Ringworm is most commonly transferred from person to person, but you can also get ringworm by touching an infected animal. You can contract ringworm of the scalp by sharing contaminated hairbrushes, combs or hats.


The ringworm rash does not appear immediately after contact. Following exposure, the fungus can take up to two weeks to appear.


Symptoms of Ringworm


Most individuals with ringworms experience a red, itchy rash. Often, but not always, the rash presents in a ring-shaped pattern. Ringworm of the scalp can appear flaky and is sometimes mistaken for dandruff.

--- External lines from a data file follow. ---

//! Shared application state.

use std::sync::Arc;

use crate::usecase::{
    HeartbeatUseCase, ListMessagesUseCase, ListParticipantsUseCase, RegisterParticipantUseCase,
    SendMessageUseCase,
};

/// Shared application state
pub struct AppState {
    /// RegisterParticipantUseCase（参加者登録のユースケース）
    pub register_participant_usecase: Arc<RegisterParticipantUseCase>,
    /// ListParticipantsUseCase（参加者一覧取得のユースケース）
    pub list_participants_usecase: Arc<ListParticipantsUseCase>,
    /// HeartbeatUseCase（heartbeat のユースケース）
    pub heartbeat_usecase: Arc<HeartbeatUseCase>,
    /// SendMessageUseCase（メッセージ送信のユースケース）
    pub send_message_usecase: Arc<SendMessageUseCase>,
    /// ListMessagesUseCase（メッセージ取得のユースケース）
    pub list_messages_usecase: Arc<ListMessagesUseCase>,
}
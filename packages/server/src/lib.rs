//! Presence-tracking chat backend library.
//!
//! Participants register a presence record, exchange public and private
//! messages over HTTP, and are evicted after a period of inactivity.

// layers
pub mod domain;
pub mod infrastructure;
pub mod ui;
pub mod usecase;

pub mod config;
//! HTTP surface and background tasks.

mod error;
mod handler;
mod server;
mod signal;
pub mod state;
mod sweeper;

pub use error::ApiError;
pub use server::Server;
pub use sweeper::spawn_inactivity_sweeper;
//! UseCase layer
//!
//! Presence Registry（参加者の登録・heartbeat・非アクティブ参加者の退室処理）と
//! Message Router（メッセージ送信・可視性フィルタ付き取得）のユースケース。

mod error;
mod evict_inactive_participants;
mod heartbeat;
mod list_messages;
mod list_participants;
mod register_participant;
mod send_message;

pub use error::{EvictError, HeartbeatError, RegisterError, SendMessageError};
pub use evict_inactive_participants::{EvictInactiveParticipantsUseCase, EvictionReport};
pub use heartbeat::HeartbeatUseCase;
pub use list_messages::ListMessagesUseCase;
pub use list_participants::ListParticipantsUseCase;
pub use register_participant::RegisterParticipantUseCase;
pub use send_message::SendMessageUseCase;
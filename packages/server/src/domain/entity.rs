//! Domain entities.

use super::value_object::{
    DocumentId, MessageKind, MessageText, ParticipantName, Recipient, Timestamp,
};

const JOINED_NOTICE: &str = "entra na sala...";
const LEFT_NOTICE: &str = "sai da sala...";

/// Presence record of a registered participant
#[derive(Debug, Clone, PartialEq, Eq)]
pub struct Participant {
    pub id: DocumentId,
    pub name: ParticipantName,
    /// Last registration or heartbeat
    pub last_activity: Timestamp,
}

impl Participant {
    pub fn new(name: ParticipantName, last_activity: Timestamp) -> Self {
        Self {
            id: DocumentId::generate(),
            name,
            last_activity,
        }
    }

    /// `true` when the last activity happened strictly before `cutoff`
    pub fn is_inactive_since(&self, cutoff: Timestamp) -> bool {
        self.last_activity < cutoff
    }
}

/// Stored chat message. Never updated after insert.
#[derive(Debug, Clone, PartialEq, Eq)]
pub struct ChatMessage {
    pub id: DocumentId,
    pub from: ParticipantName,
    pub to: Recipient,
    pub text: MessageText,
    pub kind: MessageKind,
    pub created_at: Timestamp,
}

impl ChatMessage {
    pub fn new(
        from: ParticipantName,
        to: Recipient,
        text: MessageText,
        kind: MessageKind,
        created_at: Timestamp,
    ) -> Self {
        Self {
            id: DocumentId::generate(),
            from,
            to,
            text,
            kind,
            created_at,
        }
    }

    /// Status notice announcing that `name` entered the room
    pub fn joined(name: ParticipantName, created_at: Timestamp) -> Self {
        Self::status_notice(name, JOINED_NOTICE, created_at)
    }

    /// Status notice announcing that `name` left the room
    pub fn left(name: ParticipantName, created_at: Timestamp) -> Self {
        Self::status_notice(name, LEFT_NOTICE, created_at)
    }

    fn status_notice(name: ParticipantName, text: &'static str, created_at: Timestamp) -> Self {
        Self {
            id: DocumentId::generate(),
            from: name,
            to: Recipient::Everyone,
            text: MessageText::notice(text),
            kind: MessageKind::Status,
            created_at,
        }
    }

    /// Whether `requester` may see this message.
    ///
    /// Public and status messages are visible to everyone, including anonymous
    /// requesters. Private messages only to their sender and their recipient.
    pub fn is_visible_to(&self, requester: Option<&ParticipantName>) -> bool {
        if self.kind.is_broadcast() {
            return true;
        }
        match requester {
            Some(name) => &self.from == name || self.to.is_participant(name),
            None => false,
        }
    }
}

/// Client-submitted message content, validated but not yet stamped
#[derive(Debug, Clone, PartialEq, Eq)]
pub struct MessageDraft {
    pub to: Recipient,
    pub text: MessageText,
    pub kind: MessageKind,
}

impl MessageDraft {
    /// Stamp the draft with its sender and creation time
    pub fn into_message(self, from: ParticipantName, created_at: Timestamp) -> ChatMessage {
        ChatMessage::new(from, self.to, self.text, self.kind, created_at)
    }
}
//! UseCase: 参加者一覧取得

use std::sync::Arc;

use crate::domain::{Participant, ParticipantRepository, RepositoryError};

/// 参加者一覧取得のユースケース
pub struct ListParticipantsUseCase {
    participant_repository: Arc<dyn ParticipantRepository>,
}

impl ListParticipantsUseCase {
    pub fn new(participant_repository: Arc<dyn ParticipantRepository>) -> Self {
        Self {
            participant_repository,
        }
    }

    /// 全参加者をストアの格納順で返す（フィルタ・ページングなし）
    pub async fn execute(&self) -> Result<Vec<Participant>, RepositoryError> {
        self.participant_repository.find_all().await
    }
}
//! Background task that evicts inactive participants.

use std::{sync::Arc, time::Duration};

use tokio::{
    task::{AbortHandle, JoinHandle},
    time::{Instant, MissedTickBehavior},
};

use crate::usecase::{EvictError, EvictInactiveParticipantsUseCase};

/// Spawn the recurring eviction sweep.
///
/// The first sweep runs one `period` after startup. Each sweep runs in its own
/// task so that a panic inside it is logged and the timer keeps going. The
/// returned handle runs until aborted or the runtime shuts down. Aborting it
/// also aborts a sweep that is still in flight.
pub fn spawn_inactivity_sweeper(
    usecase: Arc<EvictInactiveParticipantsUseCase>,
    period: Duration,
) -> JoinHandle<()> {
    tokio::spawn(async move {
        let mut interval = tokio::time::interval_at(Instant::now() + period, period);
        interval.set_missed_tick_behavior(MissedTickBehavior::Skip);

        tracing::info!("Inactivity sweeper started (period: {:?})", period);

        loop {
            interval.tick().await;

            let usecase = usecase.clone();
            let sweep = tokio::spawn(async move { usecase.execute().await });
            let _in_flight = AbortOnDrop(sweep.abort_handle());
            match sweep.await {
                Ok(Ok(report)) => {
                    if !report.evicted.is_empty() || report.failed > 0 {
                        tracing::info!(
                            evicted = report.evicted.len(),
                            failed = report.failed,
                            "Inactivity sweep finished"
                        );
                    }
                }
                Ok(Err(EvictError::AlreadyRunning)) => {
                    tracing::warn!("Previous inactivity sweep still running, skipping");
                }
                Ok(Err(e)) => {
                    tracing::error!("Inactivity sweep failed: {}", e);
                }
                Err(e) => {
                    tracing::error!("Inactivity sweep task aborted: {}", e);
                }
            }
        }
    })
}

/// Aborts the sweep task when the sweeper loop itself is dropped
struct AbortOnDrop(AbortHandle);

impl Drop for AbortOnDrop {
    fn drop(&mut self) {
        self.0.abort();
    }
}
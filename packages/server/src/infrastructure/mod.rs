//! Infrastructure layer: document store implementations and DTOs.

pub mod dto;
pub mod repository;
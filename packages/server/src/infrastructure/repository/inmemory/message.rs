//! InMemory Message Repository 実装

use async_trait::async_trait;
use tokio::sync::Mutex;

use crate::domain::{ChatMessage, MessageRepository, RepositoryError};

/// インメモリ Message Repository 実装（追記のみ）
#[derive(Default)]
pub struct InMemoryMessageRepository {
    /// `messages` コレクション（挿入順）
    messages: Mutex<Vec<ChatMessage>>,
}

impl InMemoryMessageRepository {
    /// 新しい InMemoryMessageRepository を作成
    pub fn new() -> Self {
        Self::default()
    }
}

#[async_trait]
impl MessageRepository for InMemoryMessageRepository {
    async fn insert(&self, message: ChatMessage) -> Result<(), RepositoryError> {
        let mut messages = self.messages.lock().await;
        messages.push(message);
        Ok(())
    }

    async fn find_all(&self) -> Result<Vec<ChatMessage>, RepositoryError> {
        let messages = self.messages.lock().await;
        Ok(messages.clone())
    }
}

Ringworm or tinea that develops on different body parts may be known by different names. When the fungus appears on the feet, it is called “athlete’s foot.” In the groin area, tinea is commonly referred to as “jock itch.”


Diagnosing Ringworm


Dermatologists can diagnose most cases of ringworm through visual examination. If necessary, the diagnosis can be confirmed by collecting a skin scraping of the affected area to be viewed under a microscope.


Treatment of Ringworm


It is important to treat ringworm promptly to stop the fungus from progressing or spreading. Ringworm often responds to over-the-counter antifungal medications, but it is important to visit a dermatology clinic for a medical diagnosis, since the fungus can mimic other conditions.


Ringworm can be treated with creams that contain one of the following antifungal medications:


  • Miconazole

  • Clotrimazole

  • Ketoconazole

  • Terbinafine

  • Oxiconazole

  • Econazole


To treat, wash the affected area with a mild soap and water and dry well. Apply the cream, making sure to wash your hands thoroughly afterwards.


Continue treatment twice a day for 7 to 10 days and leave the area open to air. Persistent or extensive cases of ringworm may require oral prescription medication. Ringworm affecting hair bearing areas such as the scalp and beard, as well as cases of toenail fungus require treatment with an oral prescription medication.


Preventive measures include screening and treating infected pets. Signs of infection in your pets may include patches of missing fur. Also, take care to where sandals in the locker room. To prevent spreading foot fungus to the groin, where socks before putting on under garments. It may also be a good idea to thoroughly wash/dry shoes and regularly treat footwear with antifungal sprays/powders. Remember, fungus thrives in moist environments, so try to keep your feet dry by wearing socks.